Pero al calor de la revolución cubana sucedería el encuentro de la singularidad de la problemática nacional: nada mejor que la experiencia de extrañamiento para instigar al pensamiento a reflexionar sobre el propio origen. Será en la discusión con John W. Cooke –su tan citado La izquierda sin sujeto- y en Moral burguesa y revolución, su libro sobre los prisioneros de Playa Girón cuya voz captura e invierte para mostrar la verdad cruda de la invasión, donde su asunción de la situación latinoamericana se hace más eminente. Su Simón Rodríguez póstumo, producto del exilio venezolano, será un momento crítico de consumación de su deriva, en contrapunto con sus otros libros de exilio: Perón, entre el tiempo y la sangre, y Malvinas, de la guerra sucia a la guerra limpia, en los que salda su distancia con sus contemporáneos cuestionándoles ambos fervores.

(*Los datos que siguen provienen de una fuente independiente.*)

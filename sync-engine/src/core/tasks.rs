//! 后台任务管理
//!
//! 统一管理同步引擎后台任务的注册、启动和关闭。
//!
//! # 任务类型
//!
//! - [`TaskKind::Worker`] - 长期后台工作者（派发器）
//! - [`TaskKind::Periodic`] - 定时任务（对账拉取）

use futures::FutureExt;
use std::fmt;
use std::panic::AssertUnwindSafe;
use tokio::task::JoinHandle;
use tokio_util::sync::CancellationToken;

/// 任务类型
#[derive(Debug, Clone, Copy, PartialEq, Eq)]
pub enum TaskKind {
    /// 长期后台工作者
    Worker,
    /// 定时任务
    Periodic,
}

impl fmt::Display for TaskKind {
    fn fmt(&self, f: &mut fmt::Formatter<'_>) -> fmt::Result {
        match self {
            TaskKind::Worker => write!(f, "Worker"),
            TaskKind::Periodic => write!(f, "Periodic"),
        }
    }
}

/// 已注册的后台任务
struct RegisteredTask {
    /// 任务名称
    name: &'static str,
    /// 任务类型
    kind: TaskKind,
    /// 任务句柄
    handle: JoinHandle<()>,
}

/// 后台任务管理器
///
/// # 使用示例
///
/// ```ignore
/// let mut tasks = BackgroundTasks::new();
///
/// tasks.spawn("dispatcher", TaskKind::Worker, async move {
///     // 任务逻辑
/// });
///
/// // Graceful shutdown
/// tasks.shutdown().await;
/// ```
pub struct BackgroundTasks {
    /// 已注册的任务列表
    tasks: Vec<RegisteredTask>,
    /// 全局取消令牌
    shutdown: CancellationToken,
}

impl BackgroundTasks {
    /// 创建新的任务管理器
    pub fn new() -> Self {
        Self {
            tasks: Vec::new(),
            shutdown: CancellationToken::new(),
        }
    }

    /// 获取取消令牌（用于任务内部监听 shutdown 信号）
    pub fn shutdown_token(&self) -> CancellationToken {
        self.shutdown.clone()
    }

    /// 注册并启动一个后台任务
    ///
    /// 任务会被包装以捕获 panic，如果任务异常退出会记录错误日志。
    pub fn spawn<F>(&mut self, name: &'static str, kind: TaskKind, future: F)
    where
        F: std::future::Future<Output = ()> + Send + 'static,
    {
        // Wrap the future to catch panics and log errors
        let wrapped_future = async move {
            let result: Result<(), Box<dyn std::any::Any + Send>> =
                AssertUnwindSafe(future).catch_unwind().await;
            match result {
                Ok(()) => {
                    tracing::debug!(task = %name, kind = %kind, "Background task completed");
                }
                Err(panic_info) => {
                    let panic_msg: String = if let Some(s) = panic_info.downcast_ref::<&str>() {
                        (*s).to_string()
                    } else if let Some(s) = panic_info.downcast_ref::<String>() {
                        s.clone()
                    } else {
                        "Unknown panic".to_string()
                    };
                    tracing::error!(
                        task = %name,
                        kind = %kind,
                        panic = %panic_msg,
                        "Background task panicked! This is a bug that should be reported."
                    );
                }
            }
        };

        let handle = tokio::spawn(wrapped_future);
        tracing::debug!(task = %name, kind = %kind, "Registered background task");
        self.tasks.push(RegisteredTask { name, kind, handle });
    }

    /// 获取已注册任务数量
    pub fn len(&self) -> usize {
        self.tasks.len()
    }

    /// 检查是否没有注册任务
    pub fn is_empty(&self) -> bool {
        self.tasks.is_empty()
    }

    /// 检查所有任务健康状态
    ///
    /// 返回异常终止的任务数量。
    pub fn check_health(&self) -> usize {
        let mut failed_count = 0;
        for task in &self.tasks {
            if task.handle.is_finished() {
                tracing::error!(
                    task = %task.name,
                    kind = %task.kind,
                    "Background task unexpectedly finished! This may indicate a panic or error."
                );
                failed_count += 1;
            }
        }
        failed_count
    }

    /// Graceful shutdown - 取消所有任务并等待完成
    pub async fn shutdown(self) {
        tracing::info!("Shutting down {} background tasks...", self.tasks.len());

        // 发送取消信号
        self.shutdown.cancel();

        // 等待所有任务完成或超时
        for task in self.tasks {
            match tokio::time::timeout(std::time::Duration::from_secs(10), task.handle).await {
                Ok(_) => tracing::debug!(task = %task.name, "Background task stopped"),
                Err(_) => {
                    tracing::warn!(task = %task.name, "Background task did not stop in time")
                }
            }
        }

        tracing::info!("All background tasks stopped");
    }
}

impl Default for BackgroundTasks {
    fn default() -> Self {
        Self::new()
    }
}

Para el Rozitchner lector, la verdad está siempre en otro lado. No en las estructuras desubjetivantes del estructuralismo, a las que fustiga como organismos de captación de la sacralidad de la persona, sino en una instancia que permanecerá como terra incógnita a la que llamará sujeto, y que anclaría en ciertas puntuaciones freudianas en una operación de articulación que si bien es propia de la época tendrá en él una forma específica de desviarse de las ortodoxias disponibles. El freudomarxismo sesentista desde el que ausculta los síntomas textuales tendrá en él su máximo referente local en contraposición al lacanismo creciente.

La condición por la que el discurso crítico se autoengaña y cae en sus propias celadas radica en su heteronomía con respecto a lo que critica. Sabedor de sus tretas, León opuso a la teología, como al marxismo y al psicoanálisis, cuyos respectivos edificios conceptuales bombardeó desde sus cimientos, un nuevo fundamento: el de la mitología personal de la Diosa Madre. De allí deriva la soberanía del lenguaje materno, condición de posibilidad de un pensar libre, no sujeto a otra cosa que la disputa por el sentido de la historia, cuyo fundamento estriba en la sensorialidad constituida en el infante judío al que supone no capturado por la mitología dualista cristiana de escisión de cuerpo y alma. De ese modo llega a postular su excepcionalidad en relación a la universalidad del incesto al que considera un falaz mito griego.

Si en Ser Judío había dado con las marcas étnicas como la dimensión en que anclar la resistencia a la producción del hombre abstracto y descarnado propuesto por el cristianismo y requerido por la lógica del capital, en su Freud y los límites del individualismo burgués hallará la clave de bóveda que fructificará dos décadas después en La cosa y la cruz. Allí postuló que “…aún los hombres no religiosos estamos determinados férreamente, más allá de nuestras decisiones conscientes, en la conformación de nuestro imaginario más hondo, por la cultura cristiana de Occidente –judíos incluidos”. El cuerpo de la madre virgen “es la primera máquina social abstracta productora de cuerpos convocados por la muerte”. Opuestas a las impalpables vírgenes cristianas, las diosas-madres paganas plenas de corporalidad, que según él habían dado en Las Madres de Plaza de Mayo su figura política resistente, también explican la etnogénesis indígena por la restitución del poderío de las madres en los mitos amerindios.

Para Rozitchner “el mito cristiano lucha contra el mito judío porque el poder ha descubierto que allí, en el judaísmo, está el germen de una resistencia”. El poderío restitutivo de la mater es un atributo exclusivo del ser judío, en guerra libertaria con el cristianismo que requiere su mutación, su conversión y, en última instancia, su aniquilación. En él hay una confiscación del Cuerpo por el Espíritu, la madre se vuelve Virgen abstracta y ventrílocua, que habla la lengua del Dios Padre para instalar la ley de la sumisión. La lengua materna primordial destituida por el poder cristiano sería recuperable por un arrebato colectivo que restañe la herida originaria. Pero la salvación es sólo por los judíos. Es terrenal y esperanzada. No como la cristiana: celestial, descarnada; en suma, de imposible concreción. Al describir ambas posiciones fundantes del ser social Rozitchner espeta un ultimátum: “Elijan”. Pero culmina constatando la derrota actual con una frase terrible: “no tenemos salida”.